The News

Soyuz Space Capsule Returns to Earth

MOSCOW – A Russian Soyuz space capsule has landed in Kazakhstan, bringing three astronauts from the United States, Japan and Russia back to Earth from a 115-day mission aboard the International Space Station.

Kate Rubins from the United States, Japan’s Takuya Onishi and Anatoly Ivanishin from Russia were removed from the capsule and sat on the steppes still in their capsule seats while they readjusted to the forces of gravity after nearly four months in weightless conditions, then were taken to a nearby medical tent for initial examination.

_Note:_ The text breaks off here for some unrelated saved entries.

//! SyncHub - push 経路
//!
//! EventSink として DomainEvent を受け取り、単調増加の seq とサーバー時刻を付けて
//! broadcast で配ります。受信者がいなくても emit は失敗しません。
//!
//! seq の採番と send は同じ Mutex の中で行うので、broadcast 上の順序は seq 順になります。

use std::sync::{Arc, Mutex};

use tokio::sync::broadcast;
use tracing::trace;

use crate::domain::{DomainEvent, StampedEvent};
use crate::ports::{Clock, EventSink};

pub struct SyncHub {
    tx: broadcast::Sender<StampedEvent>,
    seq: Mutex<u64>,
    clock: Arc<dyn Clock>,
}

impl SyncHub {
    pub fn new(capacity: usize, clock: Arc<dyn Clock>) -> Self {
        let (tx, _) = broadcast::channel(capacity.max(1));
        Self {
            tx,
            seq: Mutex::new(0),
            clock,
        }
    }

    pub fn subscribe(&self) -> broadcast::Receiver<StampedEvent> {
        self.tx.subscribe()
    }

    /// Sequence number of the most recently emitted event (0 before the first).
    ///
    /// Read it *before* taking a snapshot: events with a larger seq may not be
    /// reflected in that snapshot yet.
    pub fn last_seq(&self) -> u64 {
        *self.seq.lock().unwrap_or_else(|poisoned| poisoned.into_inner())
    }

    pub fn receiver_count(&self) -> usize {
        self.tx.receiver_count()
    }
}

impl EventSink for SyncHub {
    fn emit(&self, event: DomainEvent) {
        let mut seq = self.seq.lock().unwrap_or_else(|poisoned| poisoned.into_inner());
        *seq += 1;
        let stamped = StampedEvent {
            seq: *seq,
            timestamp: self.clock.now(),
            event,
        };
        trace!(seq = stamped.seq, kind = stamped.event.kind(), "event");
        // no subscribers is fine
        let _ = self.tx.send(stamped);
    }
}
impl TaskGraph {
    pub fn new() -> Self {
        Self::default()
    }

    pub fn len(&self) -> usize {
        self.tasks.len()
    }

    pub fn is_empty(&self) -> bool {
        self.tasks.is_empty()
    }

    pub fn get(&self, id: TaskId) -> Option<&Task> {
        self.tasks.get(&id)
    }

    /// All tasks, ordered by id.
    pub fn tasks(&self) -> impl Iterator<Item = &Task> {
        self.tasks.values()
    }

    fn task(&self, id: TaskId) -> Result<&Task, GraphError> {
        self.tasks.get(&id).ok_or(GraphError::UnknownTask(id))
    }

    fn task_mut(&mut self, id: TaskId) -> Result<&mut Task, GraphError> {
        self.tasks.get_mut(&id).ok_or(GraphError::UnknownTask(id))
    }

    /// Drain the status changes applied since the last call.
    pub fn take_changes(&mut self) -> Vec<StatusChange> {
        std::mem::take(&mut self.changes)
    }

    // ========================================
    // Graph construction
    // ========================================

    /// Add one task whose predecessors already exist.
    pub fn add_task(&mut self, task: Task) -> Result<(), GraphError> {
        self.add_tasks(vec![task])
    }

    /// Add a batch of tasks atomically. Predecessors may be existing tasks or
    /// other tasks of the same batch.
    ///
    /// Fails with `CycleDetected` (detected by DFS on a trial copy before
    /// commit) or any validation error; on failure nothing is applied.
    pub fn add_tasks(&mut self, batch: Vec<Task>) -> Result<(), GraphError> {
        let mut incoming: HashSet<TaskId> = HashSet::with_capacity(batch.len());
        for task in &batch {
            if self.tasks.contains_key(&task.id) || !incoming.insert(task.id) {
                return Err(GraphError::DuplicateTask(task.id));
            }
        }
        for task in &batch {
            for &pred in &task.depends_on {
                if pred == task.id {
                    return Err(GraphError::SelfDependency(task.id));
                }
                if !self.tasks.contains_key(&pred) && !incoming.contains(&pred) {
                    return Err(GraphError::UnknownPredecessor {
                        task: task.id,
                        predecessor: pred,
                    });
                }
            }
        }

        let mut trial = self.deps.clone();
        for task in &batch {
            for &pred in &task.depends_on {
                trial.add_dependency(task.id, pred);
            }
        }
        if let Some(cycle) = trial.detect_cycle() {
            return Err(GraphError::CycleDetected { cycle });
        }

        self.deps = trial;
        for mut task in batch {
            task.status = TaskStatus::Pending;
            task.blocker_id = None;
            self.tasks.insert(task.id, task);
        }
        Ok(())
    }

    /// Add an edge between two existing tasks: `task` now waits for `depends_on`.
    ///
    /// Only tasks that have not started may gain predecessors. A ready task
    /// whose new predecessor is not completed goes back to pending.
    pub fn add_dependency(
        &mut self,
        task: TaskId,
        depends_on: TaskId,
        now: DateTime<Utc>,
    ) -> Result<(), GraphError> {
        if task == depends_on {
            return Err(GraphError::SelfDependency(task));
        }
        let status = self.task(task)?.status;
        let pred_status = self
            .tasks
            .get(&depends_on)
            .map(|t| t.status)
            .ok_or(GraphError::UnknownPredecessor {
                task,
                predecessor: depends_on,
            })?;
        if !matches!(status, TaskStatus::Pending | TaskStatus::Ready | TaskStatus::Blocked) {
            return Err(GraphError::InvalidTransition {
                task,
                from: status,
                to: TaskStatus::Pending,
            });
        }

        let mut trial = self.deps.clone();
        trial.add_dependency(task, depends_on);
        if let Some(cycle) = trial.detect_cycle() {
            return Err(GraphError::CycleDetected { cycle });
        }
        self.deps = trial;

        let record = self.task_mut(task)?;
        if !record.depends_on.contains(&depends_on) {
            record.depends_on.push(depends_on);
        }
        if status == TaskStatus::Ready && pred_status != TaskStatus::Completed {
            self.set_status(task, TaskStatus::Pending, now)?;
        }
        Ok(())
    }

    // ========================================
    // Status transitions
    // ========================================

    /// Apply one transition. Leaving `Paused` always clears `blocker_id`.
    pub fn set_status(
        &mut self,
        id: TaskId,
        to: TaskStatus,
        now: DateTime<Utc>,
    ) -> Result<TaskStatus, GraphError> {
        self.transition(id, to, None, None, now)
    }

    fn transition(
        &mut self,
        id: TaskId,
        to: TaskStatus,
        blocker_id: Option<BlockerId>,
        failure: Option<FailureReason>,
        now: DateTime<Utc>,
    ) -> Result<TaskStatus, GraphError> {
        let task = self.tasks.get_mut(&id).ok_or(GraphError::UnknownTask(id))?;
        let from = task.status;
        if !from.can_transition_to(to) {
            return Err(GraphError::InvalidTransition { task: id, from, to });
        }
        task.status = to;
        task.blocker_id = if to == TaskStatus::Paused { blocker_id } else { None };
        if failure.is_some() {
            task.failure = failure.clone();
        }
        if !matches!(to, TaskStatus::InProgress | TaskStatus::Paused) {
            task.assigned_worker = None;
        }
        task.updated_at = now;
        self.changes.push(StatusChange {
            task_id: id,
            from,
            to,
            blocker_id: task.blocker_id,
            failure,
        });
        Ok(from)
    }

    /// Re-evaluate every pending task in dependency order:
    /// all predecessors completed -> ready; any predecessor failed or blocked -> blocked.
    pub fn refresh_readiness(&mut self, now: DateTime<Utc>) {
        let order = self
            .deps
            .topological_order(self.tasks.keys().copied())
            .unwrap_or_else(|| self.tasks.keys().copied().collect());

        for id in order {
            let Some(task) = self.tasks.get(&id) else {
                continue;
            };
            if task.status != TaskStatus::Pending {
                continue;
            }
            let pred_states: Vec<TaskStatus> = task
                .depends_on
                .iter()
                .filter_map(|p| self.tasks.get(p).map(|t| t.status))
                .collect();

            let next = if pred_states.iter().all(|s| *s == TaskStatus::Completed) {
                Some(TaskStatus::Ready)
            } else if pred_states
                .iter()
                .any(|s| matches!(s, TaskStatus::Failed | TaskStatus::Blocked))
            {
                Some(TaskStatus::Blocked)
            } else {
                None
            };
            if let Some(next) = next {
                // pending -> ready / blocked are always legal
                let _ = self.set_status(id, next, now);
            }
        }
    }

    /// Every task whose predecessors are all completed and which is waiting
    /// to run, sorted by id.
    ///
    /// Pending tasks that qualify are promoted to `ready` first.
    pub fn ready_tasks(&mut self, now: DateTime<Utc>) -> Vec<TaskId> {
        self.refresh_readiness(now);
        self.tasks
            .values()
            .filter(|t| t.status == TaskStatus::Ready)
            .map(|t| t.id)
            .collect()
    }

    /// Transitive successors of `id`, sorted.
    pub fn all_dependents(&self, id: TaskId) -> Result<Vec<TaskId>, GraphError> {
        self.task(id)?;
        Ok(self.deps.all_dependents(id))
    }

    /// in_progress -> completed; returns the direct dependents that became ready.
    pub fn mark_completed(&mut self, id: TaskId, now: DateTime<Utc>) -> Result<Vec<TaskId>, GraphError> {
        self.transition(id, TaskStatus::Completed, None, None, now)?;
        if let Some(task) = self.tasks.get_mut(&id) {
            task.progress = 100;
        }

        let mut promoted = Vec::new();
        for succ in self.deps.dependents(id) {
            let Some(task) = self.tasks.get(&succ) else {
                continue;
            };
            if !matches!(task.status, TaskStatus::Pending | TaskStatus::Blocked) {
                continue;
            }
            let satisfied = task
                .depends_on
                .iter()
                .all(|p| self.tasks.get(p).is_some_and(|t| t.status == TaskStatus::Completed));
            if satisfied {
                self.set_status(succ, TaskStatus::Ready, now)?;
                promoted.push(succ);
            }
        }
        Ok(promoted)
    }

    /// ready|paused -> in_progress on `worker`.
    pub fn start(&mut self, id: TaskId, worker: WorkerId, now: DateTime<Utc>) -> Result<(), GraphError> {
        self.transition(id, TaskStatus::InProgress, None, None, now)?;
        let task = self.task_mut(id)?;
        task.assigned_worker = Some(worker);
        Ok(())
    }

    /// Bump the retry counter after a failed execution; returns the updated task.
    pub fn record_failure(&mut self, id: TaskId, error: Option<String>) -> Result<Task, GraphError> {
        let task = self.task_mut(id)?;
        task.retry_count += 1;
        task.last_error = error;
        Ok(task.clone())
    }

    pub fn set_progress(&mut self, id: TaskId, progress: u8) -> Result<(), GraphError> {
        self.task_mut(id)?.set_progress(progress);
        Ok(())
    }

    /// Permanently fail `id` and block its waiting dependents.
    ///
    /// Dependents paused by `paused_by` are blocked too (their blocker is
    /// gone); dependents paused by another blocker keep waiting for it.
    pub fn fail(
        &mut self,
        id: TaskId,
        reason: FailureReason,
        paused_by: Option<BlockerId>,
        now: DateTime<Utc>,
    ) -> Result<Vec<TaskId>, GraphError> {
        self.transition(id, TaskStatus::Failed, None, Some(reason), now)?;

        let mut blocked = Vec::new();
        for dep in self.deps.all_dependents(id) {
            let Some(task) = self.tasks.get(&dep) else {
                continue;
            };
            let block = match task.status {
                TaskStatus::Pending | TaskStatus::Ready => true,
                TaskStatus::Paused => paused_by.is_some() && task.blocker_id == paused_by,
                _ => false,
            };
            if block {
                self.set_status(dep, TaskStatus::Blocked, now)?;
                blocked.push(dep);
            }
        }
        Ok(blocked)
    }

    /// Pause `origin` and every non-terminal task downstream of it.
    ///
    /// Tasks already paused by another blocker keep their blocker. Returns the
    /// tasks paused by this call, sorted.
    pub fn pause_closure(
        &mut self,
        origin: TaskId,
        blocker_id: BlockerId,
        now: DateTime<Utc>,
    ) -> Result<Vec<TaskId>, GraphError> {
        let mut targets = self.all_dependents(origin)?;
        targets.push(origin);
        targets.sort();

        let mut paused = Vec::new();
        for id in targets {
            let Some(task) = self.tasks.get(&id) else {
                continue;
            };
            if task.status.is_terminal() || task.status == TaskStatus::Paused {
                continue;
            }
            self.transition(id, TaskStatus::Paused, Some(blocker_id), None, now)?;
            paused.push(id);
        }
        Ok(paused)
    }

    /// Tasks currently paused by `blocker_id`, sorted.
    pub fn paused_by(&self, blocker_id: BlockerId) -> Vec<TaskId> {
        self.tasks
            .values()
            .filter(|t| t.status == TaskStatus::Paused && t.blocker_id == Some(blocker_id))
            .map(|t| t.id)
            .collect()
    }

    /// Manual restart: failed -> pending with a fresh retry budget. Dependents
    /// that were blocked go back to pending too. Returns every task touched.
    pub fn restart(&mut self, id: TaskId, now: DateTime<Utc>) -> Result<Vec<TaskId>, GraphError> {
        self.transition(id, TaskStatus::Pending, None, None, now)?;
        let task = self.task_mut(id)?;
        task.retry_count = 0;
        task.failure = None;
        task.last_error = None;
        task.progress = 0;

        let mut touched = vec![id];
        for dep in self.deps.all_dependents(id) {
            if self.tasks.get(&dep).is_some_and(|t| t.status == TaskStatus::Blocked) {
                self.set_status(dep, TaskStatus::Pending, now)?;
                touched.push(dep);
            }
        }
        Ok(touched)
    }

    // ========================================
    // Queries
    // ========================================

    /// Predecessors first, ties broken by id.
    pub fn topological_order(&self) -> Vec<TaskId> {
        self.deps
            .topological_order(self.tasks.keys().copied())
            .unwrap_or_default()
    }

    /// Length of the longest predecessor chain above `id` (roots are 0).
    pub fn dependency_depth(&self, id: TaskId) -> Result<usize, GraphError> {
        self.task(id)?;
        let mut depth: HashMap<TaskId, usize> = HashMap::new();
        for node in self.topological_order() {
            let d = self
                .deps
                .dependencies(node)
                .iter()
                .filter_map(|p| depth.get(p))
                .map(|d| d + 1)
                .max()
                .unwrap_or(0);
            depth.insert(node, d);
        }
        Ok(depth.get(&id).copied().unwrap_or(0))
    }

    /// Unfinished tasks with at least one incomplete predecessor, mapped to
    /// those predecessors.
    pub fn blocked_tasks(&self) -> BTreeMap<TaskId, Vec<TaskId>> {
        self.tasks
            .values()
            .filter(|t| !t.status.is_terminal())
            .filter_map(|t| {
                let waiting: Vec<TaskId> = t
                    .depends_on
                    .iter()
                    .copied()
                    .filter(|p| self.tasks.get(p).is_none_or(|pt| pt.status != TaskStatus::Completed))
                    .collect();
                (!waiting.is_empty()).then_some((t.id, waiting))
            })
            .collect()
    }

    pub fn counts(&self) -> TaskCounts {
        let mut counts = TaskCounts::default();
        for task in self.tasks.values() {
            match task.status {
                TaskStatus::Pending => counts.pending += 1,
                TaskStatus::Ready => counts.ready += 1,
                TaskStatus::InProgress => counts.in_progress += 1,
                TaskStatus::Paused => counts.paused += 1,
                TaskStatus::Blocked => counts.blocked += 1,
                TaskStatus::Completed => counts.completed += 1,
                TaskStatus::Failed => counts.failed += 1,
            }
        }
        counts
    }
}
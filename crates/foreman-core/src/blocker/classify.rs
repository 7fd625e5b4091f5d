//! Failure / question classification by phrase patterns.
//!
//! - Human: only a person can unblock it (ambiguous requirements, credentials,
//!   external quota).
//! - Tactical: a routine choice a supervisor could answer on its own
//!   (package manager, overwrite an existing file, ...).
//! - Technical: a coding or execution error the worker should fix itself.
//!
//! Human patterns are checked first, so a text matching both lists is Human.

use serde::{Deserialize, Serialize};

/// Self-correction attempts after which a technical failure escalates anyway.
pub const MAX_SELF_CORRECTIONS: u32 = 2;

const HUMAN_PATTERNS: &[&str] = &[
    "unclear",
    "ambiguous",
    "which approach",
    "should i use",
    "please clarify",
    "need clarification",
    "multiple options",
    "design decision",
    "permission denied",
    "access denied",
    "authentication required",
    "api key",
    "credentials",
    "secret",
    "token required",
    "service unavailable",
    "rate limited",
    "quota exceeded",
];

const TACTICAL_PATTERNS: &[&str] = &[
    "virtual environment",
    "venv",
    "virtualenv",
    "pip install",
    "npm install",
    "uv sync",
    "break-system-packages",
    "pipx",
    "package manager",
    "dependency installation",
    "externally-managed",
    "externally managed",
    "no module named",
    "cannot be directly executed",
    "modulenotfounderror",
    "importerror",
    "pytest.ini",
    "pyproject.toml",
    "fixture scope",
    "loop scope",
    "configuration file",
    "would you like me to",
    "would you prefer",
    "should i create",
    "which version",
    "overwrite",
    "existing file",
];

const TECHNICAL_PATTERNS: &[&str] = &[
    "file not found",
    "no such file",
    "directory not found",
    "path does not exist",
    "module not found",
    "import error",
    "cannot find module",
    "syntax error",
    "syntaxerror",
    "indentation error",
    "name error",
    "type error",
    "typeerror",
    "attribute error",
    "undefined",
    "not defined",
    "command not found",
    "exit code",
    "non-zero exit",
    "missing",
    "expected",
    "invalid",
];

#[derive(Debug, Clone, Copy, PartialEq, Eq, Hash, Serialize, Deserialize)]
#[serde(rename_all = "snake_case")]
pub enum FailureClass {
    Tactical,
    Human,
    Technical,
}

fn matches_any(text: &str, patterns: &[&str]) -> bool {
    patterns.iter().any(|p| text.contains(p))
}

/// Classify a failure reason or blocker question. Unrecognized text is Technical.
pub fn classify_failure(text: &str) -> FailureClass {
    let lower = text.to_lowercase();
    if matches_any(&lower, HUMAN_PATTERNS) {
        FailureClass::Human
    } else if matches_any(&lower, TACTICAL_PATTERNS) {
        FailureClass::Tactical
    } else {
        // technical patterns and the default agree
        FailureClass::Technical
    }
}

/// True when the text matched a technical pattern explicitly (not by default).
pub fn is_known_technical(text: &str) -> bool {
    matches_any(&text.to_lowercase(), TECHNICAL_PATTERNS)
}

/// Whether a question reads like a routine choice rather than a real decision.
pub fn is_tactical(question: &str) -> bool {
    classify_failure(question) == FailureClass::Tactical
}

/// Human failures always escalate; technical ones only after the worker has
/// tried to fix them itself; tactical ones never.
pub fn should_escalate(class: FailureClass, self_corrections: u32) -> bool {
    match class {
        FailureClass::Human => true,
        FailureClass::Technical => self_corrections >= MAX_SELF_CORRECTIONS,
        FailureClass::Tactical => false,
    }
}
//! Clock port - 時刻の抽象化
//!
//! Blocker の期限切れ・待ち時間・イベントのタイムスタンプはすべてこの Clock から取ります。
//! - **SystemClock**: 本番用
//! - **FixedClock**: テスト用（`advance()` で明示的に進める）

use std::sync::Arc;
use std::sync::atomic::{AtomicI64, Ordering};

use chrono::{DateTime, Duration, Utc};

/// Clock は現在時刻を提供
pub trait Clock: Send + Sync {
    fn now(&self) -> DateTime<Utc>;
}

impl<C: Clock + ?Sized> Clock for Arc<C> {
    fn now(&self) -> DateTime<Utc> {
        (**self).now()
    }
}

/// 実時間
#[derive(Debug, Clone, Copy, Default)]
pub struct SystemClock;

impl Clock for SystemClock {
    fn now(&self) -> DateTime<Utc> {
        Utc::now()
    }
}

/// テスト用の手動時計
///
/// ミリ秒精度で保持し、`advance()` / `set()` でのみ進む。
#[derive(Debug)]
pub struct FixedClock {
    millis: AtomicI64,
}

impl FixedClock {
    pub fn new(at: DateTime<Utc>) -> Self {
        Self {
            millis: AtomicI64::new(at.timestamp_millis()),
        }
    }

    pub fn advance(&self, by: Duration) {
        self.millis.fetch_add(by.num_milliseconds(), Ordering::SeqCst);
    }

    pub fn set(&self, at: DateTime<Utc>) {
        self.millis.store(at.timestamp_millis(), Ordering::SeqCst);
    }
}

impl Clock for FixedClock {
    fn now(&self) -> DateTime<Utc> {
        DateTime::from_timestamp_millis(self.millis.load(Ordering::SeqCst))
            .unwrap_or(DateTime::UNIX_EPOCH)
    }
}
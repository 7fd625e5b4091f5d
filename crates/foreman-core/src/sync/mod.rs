//! State sync: push channel (SyncHub), observer-side derived state, and the
//! observer that reconciles push and poll into it.

pub mod hub;
pub mod observer;
pub mod state;

pub use hub::SyncHub;
pub use observer::Observer;
pub use state::{DerivedState, Entry, ObservedBlocker, Stamp, TaskView, Update, WorkerView};
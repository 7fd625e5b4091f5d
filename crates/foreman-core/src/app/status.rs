//! Status - プロジェクトの現在地と詰まり理由
//!
//! タスク数（状態別）・プールの占有・blocker の集計に加えて、
//! 「どのタスクが何を待っているか」をまとめて返します。

use std::collections::BTreeMap;

use serde::{Deserialize, Serialize};

use crate::blocker::BlockerStats;
use crate::coordinator::Coordinator;
use crate::domain::{ProjectId, TaskId};
use crate::graph::TaskCounts;
use crate::pool::PoolOccupancy;

#[derive(Debug, Clone, PartialEq, Serialize, Deserialize)]
pub struct StatusReport {
    pub project_id: ProjectId,
    pub tasks: TaskCounts,
    pub pool: PoolOccupancy,
    pub blockers: BlockerStats,
    /// Workers holding a slot while they wait on a SYNC blocker.
    pub suspended: usize,
    pub in_flight: usize,
    /// Unfinished task -> predecessors it is still waiting on.
    pub waiting_on: BTreeMap<TaskId, Vec<TaskId>>,
}

impl StatusReport {
    pub async fn collect(coordinator: &Coordinator) -> Self {
        let (tasks, pool, blockers, suspended, waiting_on) = tokio::join!(
            coordinator.counts(),
            coordinator.occupancy(),
            coordinator.blockers().stats(),
            coordinator.suspended(),
            coordinator.waiting_on(),
        );
        Self {
            project_id: coordinator.project_id(),
            tasks,
            pool,
            blockers,
            suspended: suspended.len(),
            in_flight: coordinator.in_flight(),
            waiting_on,
        }
    }

    /// Nothing can make progress without a human (or everything is done).
    pub fn is_settled(&self) -> bool {
        self.tasks.is_settled() && self.in_flight == 0
    }
}
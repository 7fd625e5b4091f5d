//! Blocker record: a worker's request for human input.

use chrono::{DateTime, Utc};
use serde::{Deserialize, Serialize};

use super::ids::{BlockerId, TaskId, WorkerId};

/// SYNC pauses the task and everything downstream of it.
/// ASYNC only deprioritizes the asking task.
#[derive(Debug, Clone, Copy, PartialEq, Eq, Hash, Serialize, Deserialize)]
#[serde(rename_all = "SCREAMING_SNAKE_CASE")]
pub enum BlockerType {
    Sync,
    Async,
}

impl std::fmt::Display for BlockerType {
    fn fmt(&self, f: &mut std::fmt::Formatter<'_>) -> std::fmt::Result {
        f.write_str(match self {
            BlockerType::Sync => "SYNC",
            BlockerType::Async => "ASYNC",
        })
    }
}

/// Monotonic: PENDING -> RESOLVED or PENDING -> EXPIRED, nothing leaves a final state.
#[derive(Debug, Clone, Copy, PartialEq, Eq, Hash, Serialize, Deserialize)]
#[serde(rename_all = "SCREAMING_SNAKE_CASE")]
pub enum BlockerStatus {
    Pending,
    Resolved,
    Expired,
}

impl BlockerStatus {
    pub fn is_final(self) -> bool {
        !matches!(self, BlockerStatus::Pending)
    }
}

impl std::fmt::Display for BlockerStatus {
    fn fmt(&self, f: &mut std::fmt::Formatter<'_>) -> std::fmt::Result {
        f.write_str(match self {
            BlockerStatus::Pending => "PENDING",
            BlockerStatus::Resolved => "RESOLVED",
            BlockerStatus::Expired => "EXPIRED",
        })
    }
}

#[derive(Debug, Clone, PartialEq, Eq, Serialize, Deserialize)]
pub struct Blocker {
    pub id: BlockerId,
    pub worker_id: WorkerId,

    /// None for agent-level blockers.
    #[serde(default, skip_serializing_if = "Option::is_none")]
    pub task_id: Option<TaskId>,

    pub blocker_type: BlockerType,
    pub question: String,

    /// Present iff `status == Resolved`.
    #[serde(default, skip_serializing_if = "Option::is_none")]
    pub answer: Option<String>,

    pub status: BlockerStatus,
    pub created_at: DateTime<Utc>,

    #[serde(default, skip_serializing_if = "Option::is_none")]
    pub resolved_at: Option<DateTime<Utc>>,
}

impl Blocker {
    pub fn new(
        id: BlockerId,
        worker_id: WorkerId,
        task_id: Option<TaskId>,
        blocker_type: BlockerType,
        question: impl Into<String>,
        created_at: DateTime<Utc>,
    ) -> Self {
        Self {
            id,
            worker_id,
            task_id,
            blocker_type,
            question: question.into(),
            answer: None,
            status: BlockerStatus::Pending,
            created_at,
            resolved_at: None,
        }
    }

    pub fn is_pending(&self) -> bool {
        self.status == BlockerStatus::Pending
    }

    /// PENDING -> RESOLVED. Returns false (and changes nothing) otherwise.
    pub fn resolve(&mut self, answer: impl Into<String>, at: DateTime<Utc>) -> bool {
        if !self.is_pending() {
            return false;
        }
        self.status = BlockerStatus::Resolved;
        self.answer = Some(answer.into());
        self.resolved_at = Some(at);
        true
    }

    /// PENDING -> EXPIRED. Returns false (and changes nothing) otherwise.
    pub fn expire(&mut self, at: DateTime<Utc>) -> bool {
        if !self.is_pending() {
            return false;
        }
        self.status = BlockerStatus::Expired;
        self.resolved_at = Some(at);
        true
    }

    /// Milliseconds between creation and `now` (or resolution, once final).
    pub fn waiting_ms(&self, now: DateTime<Utc>) -> i64 {
        let end = self.resolved_at.unwrap_or(now);
        (end - self.created_at).num_milliseconds().max(0)
    }
}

Expedition 49 NASA astronaut Kate Rubins is carried into a medical tent shortly after she Russian cosmonaut Anatoly Ivanishin of Roscosmos, and astronaut Takuya Onishi of the Japan Aerospace Exploration Agency (JAXA) landed in a remote area near the town of Zhezkazgan, Kazakhstan on Sunday, Oct. 30, 2016. Photo: AP/NASA

Andrei Borisenko and Sergey Ryzhykov of Russia and NASA astronaut Robert Shane Kimbrough remain aboard the space station. They arrived on Oct. 22 after a two-day voyage.

The trip back to Earth was much quicker for the three returnees on Sunday, about 3.5 hours from undocking until landing.

The capsule landed as scheduled and was closely tracked by helicopters as it wafted through partly cloudy skies under a parachute marked in red and white concentric circles. The craft landed upright, which made the extraction of the astronauts quicker than when capsules land on their sides.